La vie et la carrière d’Alessandro Melani sont assez bien connues des musicographes. Ce natif de Pistoia, issu d’une famille de musicien (il eut la bonne fortune de ne pas embrasser, comme quelques-uns de ses frères, la carrière de castrat), occupa divers postes avant de se fixer à Rome en 1669. D’abord en poste à Sainte-Marie-Majeure, il fut nommé en 1672 à Saint-Louis-des-Français, et bénéficia de l’amitié bienveillante de quelques grands aristocrates romains – notamment les Pamphili et les Colonna.
De là une œuvre partagée entre musique sacrée et musique profane, l’une portant la trace de l’autre. Melani devint même un des symboles du style « abâtardi », c’est-à-dire de la musique sacrée reprenant des procédés de composition propres à la musique profane. Ce trait culmina dans une série d’oratorios écrits dans les dernières décennies du XVIIe Siècle, à l’instigation notamment du cardinal Pamphili, bien connu comme protecteur de Haendel.
Bien des œuvres sont perdues, ou conservées aux tréfonds de bibliothèques romaines sans numéro d’archivage.

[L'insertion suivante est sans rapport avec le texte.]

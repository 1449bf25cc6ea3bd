//! Rules container decoding: bytes → [`DecodedRulesContainer`].
//!
//! Decoding only ever runs on bytes whose SuperAdmin signatures already verified.

use crate::crypto::keys::PublicKeyMaterial;
use crate::error::{IntegrityError, SdkError};
use crate::governance::wire::{RulesContainerJson, WhitelistingRuleJson};
use crate::governance::{
    DecodedRulesContainer, GroupThreshold, RuleGroup, RuleUser, SequentialThresholds,
    WhitelistingRule,
};

/// Turns verified container bytes into the typed container.
pub trait RulesContainerDecoder: Send + Sync {
    fn decode(&self, bytes: &[u8]) -> Result<DecodedRulesContainer, SdkError>;
}

/// Decoder for JSON-encoded containers.
#[derive(Debug, Clone, Copy, Default)]
pub struct JsonRulesContainerDecoder;

impl RulesContainerDecoder for JsonRulesContainerDecoder {
    fn decode(&self, bytes: &[u8]) -> Result<DecodedRulesContainer, SdkError> {
        let json: RulesContainerJson = serde_json::from_slice(bytes)
            .map_err(|e| IntegrityError::MalformedRulesContainer(e.to_string()))?;
        Ok(DecodedRulesContainer::try_from(json)?)
    }
}

impl TryFrom<RulesContainerJson> for DecodedRulesContainer {
    type Error = SdkError;

    fn try_from(source: RulesContainerJson) -> Result<Self, Self::Error> {
        let users = source
            .users
            .into_iter()
            .map(|u| {
                Ok(RuleUser {
                    public_key: PublicKeyMaterial::parse(&u.public_key)?,
                    id: u.id,
                    roles: u.roles,
                })
            })
            .collect::<Result<Vec<_>, SdkError>>()?;

        let groups = source
            .groups
            .into_iter()
            .map(|g| RuleGroup {
                id: g.id,
                user_ids: g.user_ids,
            })
            .collect();

        let mut container = DecodedRulesContainer::new(
            users,
            groups,
            source
                .address_whitelisting_rules
                .into_iter()
                .map(WhitelistingRule::from)
                .collect(),
            source
                .contract_address_whitelisting_rules
                .into_iter()
                .map(WhitelistingRule::from)
                .collect(),
        );
        container.minimum_distinct_user_count = source.minimum_distinct_user_count;
        container.enforced_rules_hash = source.enforced_rules_hash;
        container.timestamp = source.timestamp;
        Ok(container)
    }
}

impl From<WhitelistingRuleJson> for WhitelistingRule {
    fn from(source: WhitelistingRuleJson) -> Self {
        Self {
            blockchain: source.blockchain,
            network: source.network,
            parallel_thresholds: source
                .parallel_thresholds
                .into_iter()
                .map(|seq| SequentialThresholds {
                    thresholds: seq
                        .thresholds
                        .into_iter()
                        .map(|t| GroupThreshold {
                            group_id: t.group_id,
                            minimum_signatures: t.minimum_signatures,
                        })
                        .collect(),
                })
                .collect(),
        }
    }
}
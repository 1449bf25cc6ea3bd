//! Governance sub-client: raw rules, verified container, cache control.

use std::sync::Arc;

use futures_util::future::FutureExt;

use crate::client::ProtectClient;
use crate::config::TrustConfig;
use crate::crypto::keys::PublicKeyMaterial;
use crate::error::SdkError;
use crate::governance::cache::RulesFetchFuture;
use crate::governance::wire::GovernanceRules;
use crate::governance::{verify_governance_rules, RulesContainerDecoder, VerifiedRulesContainer};
use crate::http::ProtectHttp;

pub struct Governance<'a> {
    pub(crate) client: &'a ProtectClient,
}

impl<'a> Governance<'a> {
    /// Governance rules as served, before any verification.
    pub async fn rules(&self) -> Result<Option<GovernanceRules>, SdkError> {
        Ok(self.client.http.get_governance_rules().await?.result)
    }

    /// The SuperAdmin-verified container. Uses the TTL cache.
    pub async fn verified_rules(&self) -> Result<Arc<VerifiedRulesContainer>, SdkError> {
        self.client.rules.get().await
    }

    /// Fetch and verify now, replacing the cached container.
    pub async fn refresh(&self) -> Result<Arc<VerifiedRulesContainer>, SdkError> {
        self.client.rules.refresh().await
    }

    pub async fn clear_cache(&self) {
        self.client.rules.clear().await;
    }

    /// HSM public keys from the verified container.
    pub async fn hsm_public_keys(&self) -> Result<Vec<PublicKeyMaterial>, SdkError> {
        let container = self.verified_rules().await?;
        Ok(container.hsm_public_keys().into_iter().cloned().collect())
    }
}

/// Fetch function for the rules cache: download, then verify against the
/// SuperAdmin keys. Absent rules resolve to `None`.
pub(crate) fn rules_fetcher(
    http: ProtectHttp,
    trust: &TrustConfig,
    decoder: Arc<dyn RulesContainerDecoder>,
) -> impl Fn() -> RulesFetchFuture + Send + Sync + 'static {
    let keys = trust.shared_keys();
    let min_valid = trust.min_valid_signatures();
    move || {
        let http = http.clone();
        let keys = Arc::clone(&keys);
        let decoder = Arc::clone(&decoder);
        async move {
            let Some(rules) = http.get_governance_rules().await?.result else {
                return Ok(None);
            };
            verify_governance_rules(&rules, &keys, min_valid, decoder.as_ref()).map(Some)
        }
        .boxed()
    }
}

Luca della Libera, auteur de la riche notice du présent disque et continuateur du travail de Jean Lionnet, est allé chercher dans les archives de Sainte-Marie-Majeure et d’autres églises romaines, et a transcrit nombre de manuscrits d’époques diverses pour en permettre l’exécution.
Où l’on aurait pu entendre une musique à la spiritualité convenue, on découvre des splendeurs de ferveur sacrée.
Loin de dispenser une lumière étale, ces motets cultivent un mélisme extrêmement expressif, et un art savant du dialogue des voix, dont le Laudate Pueri est un des meilleurs exemples. La voix de la soprano s’y épanouit en d’insinuantes vocalises puis entame un dialogue avec un chœur plus terrien jusqu’à un Amen épanoui.
On admire la délicatesse de l’harmonie et l’art consommé avec lequel Melani distribue les timbres vocaux : écoutez la scansion de Vivere sine te, cette palpitation qu’on ne retrouve guère que dans les madrigaux amoureux du temps quoique pas toujours au même degré de vitalité (que l’on songe à ceux d’Alessandro Scarlatti qu’enregistra en 2007 le même Alessandrini).
La lumière tendre, l’intensité sans excès de gravité, la précision du trait sans rigidité : voilà ce qui caractérise cette musique restituée avec une incomparable fraîcheur, et qu’on croirait presque entendre résonner encore sous les ors de Saint-Louis tant est grande sa consonance avec l’esprit de la Rome baroque. A peine découverte, elle nous est déjà familière.